В восемь свет погас. Они разбрелись по койкам и лежали молча, пока охранник не прошел с фонариком по проходу. Когда проверка кончилась, они слезли с коек, снова расселись на полу, закурили, и снова начались разговоры; самокрутки от глубоких затяжек рдели яркими огоньками, и на лица падали красноватые отблески. Им, выросшим на махорке, было нипочем курить дерущую горло смесь «Дюк», да и долгие разговоры не были им в тягость: разговаривали они вовсе не для того, чтобы убить время, просто они любили поговорить. У каждого было в запасе столько разных историй из собственной жизни, что все не перескажешь, и, даже если кто-то рассказывал через неделю то же самое по второму разу, история опять воспринималась слушателями как новая, к тому же рассказчик обязательно что-то добавлял и изменял, как писатель, заново переписывающий рассказ от первого лица, так что обычно знакомая история преображалась до неузнаваемости. Для солдата поговорить — самое большое развлечение, потому что позволить себе удовольствие подороже, то есть женщин и выпивку, можно только раз в месяц, в день получки. И уж поговорить они умели. Конечно, как знает каждый, кто побывал в «яме», лучший способ убить время — это спать, но они предпочитали сидеть и рассказывать истории из своей жизни.

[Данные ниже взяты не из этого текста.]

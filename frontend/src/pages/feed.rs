use crate::components::{empty_state::EmptyState, layout::Layout};
use leptos::*;
use leptos_meta::Title;

#[component]
pub fn FeedPage() -> impl IntoView {
    view! {
        <Title text="Feed | CharitiesNextToMe"/>
        <Layout>
            <h1 class="text-2xl font-bold text-gray-900 mb-6">"Your Feed"</h1>
            <EmptyState
                title="No posts yet"
                description="Follow charities and community members to see their updates here."
            />
        </Layout>
    }
}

Всё как много лет назад, когда бродяжил, сонно думал Пруит. Ни женщин, ни виски, ни сигарет, ни денег. Закрой глаза — и ты снова среди бродяг на окраине захолустного городишки, мирно пылящегося под деревьями, на подветренном склоне железнодорожной насыпи, за цистерной, защищающей тебя и ребят от ветра, и ты сидишь с ними у небольшого костра, набив живот роскошной баландой, для которой тебе было поручено спереть морковку, или, может, пару луковиц, или немного картошки. И окружают тебя сейчас те же лица, ты слышишь те же голоса, и говор тот же, знакомый, американский говор.

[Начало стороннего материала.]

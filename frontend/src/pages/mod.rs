pub mod auth;
pub mod feed;
pub mod home;
pub mod map;
pub mod profile;
pub mod search;

pub use auth::AuthPage;
pub use feed::FeedPage;
pub use home::HomePage;
pub use map::MapPage;
pub use profile::ProfilePage;
pub use search::SearchPage;
use std::rc::Rc;

use leptos::*;
use leptos_meta::provide_meta_context;
use leptos_router::*;

use crate::{
    api::SupabaseClient,
    components::guard::RouteGuard,
    config::BackendConfig,
    pages::{AuthPage, FeedPage, HomePage, MapPage, ProfilePage, SearchPage},
    state::auth::AuthProvider,
    utils::{navigation::Navigator, storage::SessionStorageAdapter},
};

pub const HOME: &str = "/";
pub const AUTH: &str = "/auth";
pub const FEED: &str = "/feed";
pub const MAP: &str = "/map";
pub const SEARCH: &str = "/search";
pub const PROFILE: &str = "/profile";

/// Where a signed-in visitor of a public-only page is sent.
pub const AUTHENTICATED_LANDING: &str = FEED;

pub const ROUTE_PATHS: &[&str] = &[HOME, AUTH, FEED, MAP, SEARCH, PROFILE];

pub const PROTECTED_ROUTE_PATHS: &[&str] = &[FEED, MAP, SEARCH, PROFILE];

/// Only reachable while signed out.
pub const PUBLIC_ONLY_ROUTE_PATHS: &[&str] = &[AUTH];

pub fn mount_app(config: BackendConfig) {
    let sessions = SessionStorageAdapter::browser(config.storage_key.clone());
    let client = Rc::new(SupabaseClient::new(config, sessions));
    mount_to_body(move || app_root(client));
}

pub fn app_root(client: Rc<SupabaseClient>) -> impl IntoView {
    provide_meta_context();
    provide_context(client.clone());
    view! {
        <Router>
            <AppRoutes client=client/>
        </Router>
    }
}

#[component]
fn AppRoutes(client: Rc<SupabaseClient>) -> impl IntoView {
    provide_context(Navigator::router());
    view! {
        <AuthProvider backend=client.clone() profiles=client>
            <Routes>
                <Route path=HOME view=HomePage/>
                <Route path=AUTH view=PublicAuth/>
                <Route path=FEED view=ProtectedFeed/>
                <Route path=MAP view=ProtectedMap/>
                <Route path=SEARCH view=ProtectedSearch/>
                <Route path=PROFILE view=ProtectedProfile/>
            </Routes>
        </AuthProvider>
    }
}

#[component]
fn PublicAuth() -> impl IntoView {
    view! { <RouteGuard require_auth=false><AuthPage/></RouteGuard> }
}

#[component]
fn ProtectedFeed() -> impl IntoView {
    view! { <RouteGuard><FeedPage/></RouteGuard> }
}

#[component]
fn ProtectedMap() -> impl IntoView {
    view! { <RouteGuard><MapPage/></RouteGuard> }
}

#[component]
fn ProtectedSearch() -> impl IntoView {
    view! { <RouteGuard><SearchPage/></RouteGuard> }
}

#[component]
fn ProtectedProfile() -> impl IntoView {
    view! { <RouteGuard><ProfilePage/></RouteGuard> }
}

Американские лица, сонно думал он в том счастливом прозрении мученика, на которое его обрекли его страсть и судьба, американские лица и голоса, худосочные от изнуряющих недугов ненасытной, сластолюбивой, алчной и лживой Америки, но сейчас обретшие силу — силу, рожденную необходимостью и потому единственно подлинную; грубые, крепкие, жесткие лица и голоса, несущие в себе продолжение великой давней американской традиции, лица и голоса лесорубов и трудяг фермеров, которые тоже отчаянно боролись, чтобы выжить. Вот она, твоя армия, Америка, хотелось ему крикнуть сквозь сон, вот она, твоя мощь, которую Ты сама взрастила, не сумев переломить ей хребет, и хочешь Ты того или не хочешь, но очень скоро Тебе придется опереться на эту мощь, как бы это ни било по Твоей гордости. Здесь, во втором, Твоя элита, которую Ты сто раз перебирала по зернышку, просеивала сквозь одно сито, сквозь другое, сквозь третье до тех пор, пока не отлетела вся шелуха, пока не отделился весь сор, пока не отсеялась вся гангренозная гниль, так пугающая писак-социологов, пока не остались только те, кто сидит здесь сейчас, — несокрушимые, суровые, закаленнейшие из закаленных, способные не только постоять за себя, но и восторжествовать над всем миром жестокой силы.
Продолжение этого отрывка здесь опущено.